I remember reading one for hair removal "VEET" i think it was
one of the funniest things i ever read
 
I remember reading one for hair removal "VEET" i think it was
one of the funniest things i ever read

There are quite a few brilliant ones for that VEET product, here's one though

This review is from: Veet for Men Hair Removal Gel Creme 200 ml (Personal Care)
Being a loose cannon who does not play by the rules the first thing I did was ignore the warning and smear this all over my knob and bollocks. The bollocks I knew and loved are gone now.
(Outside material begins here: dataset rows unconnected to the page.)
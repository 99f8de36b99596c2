use reqwest::StatusCode;
use serde_json::json;
use slidegen_orchestrator::{
    backends, Backend, BackendConfig, BackendError, BackendKind, ConfidenceScorer, CostTier,
    GenerationOptions, ModelBackend, ParseError, ProviderStatus, SlideContext, SlideType,
};
use slidegen_sdk::{
    sdk_test::{MockGenerateResult, MockLanguageModel},
    LanguageModelError, ModelResponse, ModelUsage,
};
use std::{sync::Arc, time::Duration};

const SLIDE_TEXT: &str = "Title: The Problem\nContent: - Teams waste hours\nSpeaker Notes: Pause";

fn configured(api_key: Option<&str>) -> BackendConfig {
    BackendConfig {
        api_key: api_key.map(str::to_string),
        ..BackendConfig::default()
    }
}

fn openai_backend(model: &Arc<MockLanguageModel>) -> ModelBackend {
    ModelBackend::new(
        &backends::openai::PROFILE,
        model.clone(),
        &configured(Some("sk-test")),
    )
}

fn response(text: &str) -> ModelResponse {
    ModelResponse {
        text: text.to_string(),
        model_id: None,
        usage: Some(ModelUsage {
            input_tokens: 12,
            output_tokens: 30,
        }),
    }
}

fn unavailable() -> MockGenerateResult {
    MockGenerateResult::error(LanguageModelError::StatusCode(
        StatusCode::SERVICE_UNAVAILABLE,
        "overloaded".to_string(),
    ))
}

#[tokio::test]
async fn generate_slide_parses_and_scores_response() {
    let model = Arc::new(MockLanguageModel::new());
    model.enqueue_generate(response(SLIDE_TEXT));
    let backend = openai_backend(&model);

    let generated = backend
        .generate_slide_content(
            SlideType::Problem,
            &SlideContext::default(),
            &GenerationOptions::default(),
        )
        .await
        .unwrap();

    assert_eq!(generated.content.title, "The Problem");
    assert_eq!(generated.content.content, "- Teams waste hours");
    assert_eq!(generated.content.speaker_notes.as_deref(), Some("Pause"));
    assert_eq!(generated.model, "gpt-4o-mini");
    assert_eq!(generated.tokens_used, Some(42));
    let confidence = generated.confidence.unwrap();
    assert!((confidence - 0.9).abs() < 1e-9);

    let inputs = model.tracked_generate_inputs();
    assert_eq!(inputs.len(), 1);
    assert_eq!(inputs[0].max_tokens, Some(1000));
    assert_eq!(inputs[0].temperature, Some(0.7));
    assert_eq!(inputs[0].api_key.as_deref(), Some("sk-test"));
    assert_eq!(inputs[0].timeout, Some(Duration::from_secs(60)));
    assert!(inputs[0].system_prompt.is_some());
}

#[tokio::test]
async fn custom_scorer_weights_confidence() {
    let model = Arc::new(MockLanguageModel::new());
    model.enqueue_generate(response(SLIDE_TEXT));
    let backend = openai_backend(&model).with_scorer(ConfidenceScorer {
        bullet_bonus: 0.1,
        length_bonus: 0.0,
        figures_bonus: 0.0,
        ..ConfidenceScorer::default()
    });

    let generated = backend
        .generate_slide_content(
            SlideType::Problem,
            &SlideContext::default(),
            &GenerationOptions::default(),
        )
        .await
        .unwrap();

    let confidence = generated.confidence.unwrap();
    assert!((confidence - 0.95).abs() < 1e-9);
}

#[tokio::test]
async fn options_override_call_defaults() {
    let model = Arc::new(MockLanguageModel::new());
    model.enqueue_generate(response(SLIDE_TEXT));
    let backend = openai_backend(&model);
    let options = GenerationOptions {
        model: Some("gpt-4o".to_string()),
        temperature: Some(0.2),
        max_tokens: Some(256),
        ..GenerationOptions::default()
    };

    let generated = backend
        .generate_slide_content(SlideType::Problem, &SlideContext::default(), &options)
        .await
        .unwrap();

    assert_eq!(generated.model, "gpt-4o");
    let inputs = model.tracked_generate_inputs();
    assert_eq!(inputs[0].model_id, "gpt-4o");
    assert_eq!(inputs[0].temperature, Some(0.2));
    assert_eq!(inputs[0].max_tokens, Some(256));
}

#[tokio::test]
async fn default_model_failure_retries_once_with_fallback_model() {
    let model = Arc::new(MockLanguageModel::new());
    model.enqueue_generate_results([
        unavailable(),
        MockGenerateResult::response(response(SLIDE_TEXT)),
    ]);
    let backend = openai_backend(&model);

    let generated = backend
        .generate_slide_content(
            SlideType::Problem,
            &SlideContext::default(),
            &GenerationOptions::default(),
        )
        .await
        .unwrap();

    assert_eq!(generated.model, "gpt-3.5-turbo");
    assert_eq!(
        model.tracked_model_ids(),
        vec!["gpt-4o-mini", "gpt-3.5-turbo"]
    );
}

#[tokio::test]
async fn retry_is_bounded_to_two_calls() {
    let model = Arc::new(MockLanguageModel::new());
    model.enqueue_generate_results([unavailable(), unavailable(), unavailable()]);
    let backend = ModelBackend::new(
        &backends::groq::PROFILE,
        model.clone(),
        &configured(Some("gsk-test")),
    );

    let error = backend
        .generate_slide_content(
            SlideType::Team,
            &SlideContext::default(),
            &GenerationOptions::default(),
        )
        .await
        .unwrap_err();

    assert!(matches!(error, BackendError::LanguageModel(_)));
    assert_eq!(
        model.tracked_model_ids(),
        vec!["llama-3.1-8b-instant", "llama-3.3-70b-versatile"]
    );
}

#[tokio::test]
async fn default_model_equal_to_fallback_is_not_retried() {
    let model = Arc::new(MockLanguageModel::new());
    model.enqueue_generate_results([unavailable(), unavailable()]);
    let config = BackendConfig {
        default_model: Some("groq-llama-70b".to_string()),
        ..configured(Some("gsk-test"))
    };
    let backend = ModelBackend::new(&backends::groq::PROFILE, model.clone(), &config);

    backend
        .generate_slide_content(
            SlideType::Team,
            &SlideContext::default(),
            &GenerationOptions::default(),
        )
        .await
        .unwrap_err();

    assert_eq!(model.tracked_model_ids(), vec!["llama-3.3-70b-versatile"]);
}

#[tokio::test]
async fn explicitly_requested_model_is_not_retried() {
    let model = Arc::new(MockLanguageModel::new());
    model.enqueue_generate_results([unavailable(), unavailable()]);
    let backend = ModelBackend::new(
        &backends::groq::PROFILE,
        model.clone(),
        &configured(Some("gsk-test")),
    );
    let options = GenerationOptions {
        model: Some("groq-mixtral".to_string()),
        ..GenerationOptions::default()
    };

    backend
        .generate_slide_content(SlideType::Team, &SlideContext::default(), &options)
        .await
        .unwrap_err();

    assert_eq!(model.tracked_model_ids(), vec!["mixtral-8x7b-32768"]);
}

#[tokio::test]
async fn spent_retry_count_disables_fallback_model() {
    let model = Arc::new(MockLanguageModel::new());
    model.enqueue_generate_results([unavailable(), unavailable()]);
    let backend = openai_backend(&model);
    let options = GenerationOptions {
        retry_count: 1,
        ..GenerationOptions::default()
    };

    backend
        .generate_chat_response("Hi", &json!({}), None, &options)
        .await
        .unwrap_err();

    assert_eq!(model.tracked_model_ids(), vec!["gpt-4o-mini"]);
}

#[tokio::test]
async fn unparseable_output_triggers_fallback_model() {
    let model = Arc::new(MockLanguageModel::new());
    model.enqueue_generate_results([
        MockGenerateResult::text("Title:\nContent: body"),
        MockGenerateResult::text(SLIDE_TEXT),
    ]);
    let backend = openai_backend(&model);

    let generated = backend
        .generate_slide_content(
            SlideType::Problem,
            &SlideContext::default(),
            &GenerationOptions::default(),
        )
        .await
        .unwrap();

    assert_eq!(generated.model, "gpt-3.5-turbo");
    assert_eq!(generated.tokens_used, None);
}

#[tokio::test]
async fn blank_output_is_an_invalid_response() {
    let model = Arc::new(MockLanguageModel::new());
    model.enqueue_generate_results([
        MockGenerateResult::text("  "),
        MockGenerateResult::text("\n"),
    ]);
    let backend = openai_backend(&model);

    let error = backend
        .generate_chat_response("Hi", &json!({}), None, &GenerationOptions::default())
        .await
        .unwrap_err();

    assert!(matches!(error, BackendError::InvalidResponse("openai", _)));
    assert_eq!(model.tracked_generate_inputs().len(), 2);
}

#[tokio::test]
async fn deck_without_slides_is_a_parse_error() {
    let model = Arc::new(MockLanguageModel::new());
    model.enqueue_generate_results([
        MockGenerateResult::text("Sorry, I cannot help with that."),
        MockGenerateResult::text("Still no slides."),
    ]);
    let backend = openai_backend(&model);

    let error = backend
        .generate_freeform_deck("A deck about tea", None, &GenerationOptions::default())
        .await
        .unwrap_err();

    assert!(matches!(
        error,
        BackendError::Parse("openai", ParseError::NoSlides)
    ));
}

#[tokio::test]
async fn generate_freeform_deck_returns_ordered_slides() {
    let model = Arc::new(MockLanguageModel::new());
    model.enqueue_generate(response(
        "SLIDE 1: Cover\nTitle: Tea Co\nContent: Better tea\n---\nSLIDE 2: Ask\nTitle: Funding\nContent: $1M seed\n",
    ));
    let backend = openai_backend(&model);

    let generated = backend
        .generate_freeform_deck("A deck about tea", None, &GenerationOptions::default())
        .await
        .unwrap();

    assert_eq!(generated.content.len(), 2);
    assert_eq!(generated.content[1].slide_type, SlideType::Ask);
    assert_eq!(model.tracked_generate_inputs()[0].max_tokens, Some(4000));
}

#[tokio::test]
async fn chat_reply_is_trimmed_and_uses_short_timeout() {
    let model = Arc::new(MockLanguageModel::new());
    model.enqueue_generate(response("\n  Try leading with the metric.  \n"));
    let backend = openai_backend(&model);

    let generated = backend
        .generate_chat_response(
            "How can I improve this slide?",
            &json!({ "title": "Deck" }),
            Some(&json!({ "title": "Traction" })),
            &GenerationOptions::default(),
        )
        .await
        .unwrap();

    assert_eq!(generated.content, "Try leading with the metric.");
    assert!(generated.confidence.is_some());
    let inputs = model.tracked_generate_inputs();
    assert_eq!(inputs[0].max_tokens, Some(500));
    assert_eq!(inputs[0].timeout, Some(Duration::from_secs(30)));
}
In their place is a maroon coloured bag of agony which sends stabs of pain up my body every time it grazes against my thigh or an article of clothing. I am suffering so that you don't have to. Heed my lesson. DO NOT PUT ON KNOB AND BOLLOCKS.

(I am giving this product a 5 because despite the fact that I think my bollocks might fall off, they are now completely hairless.)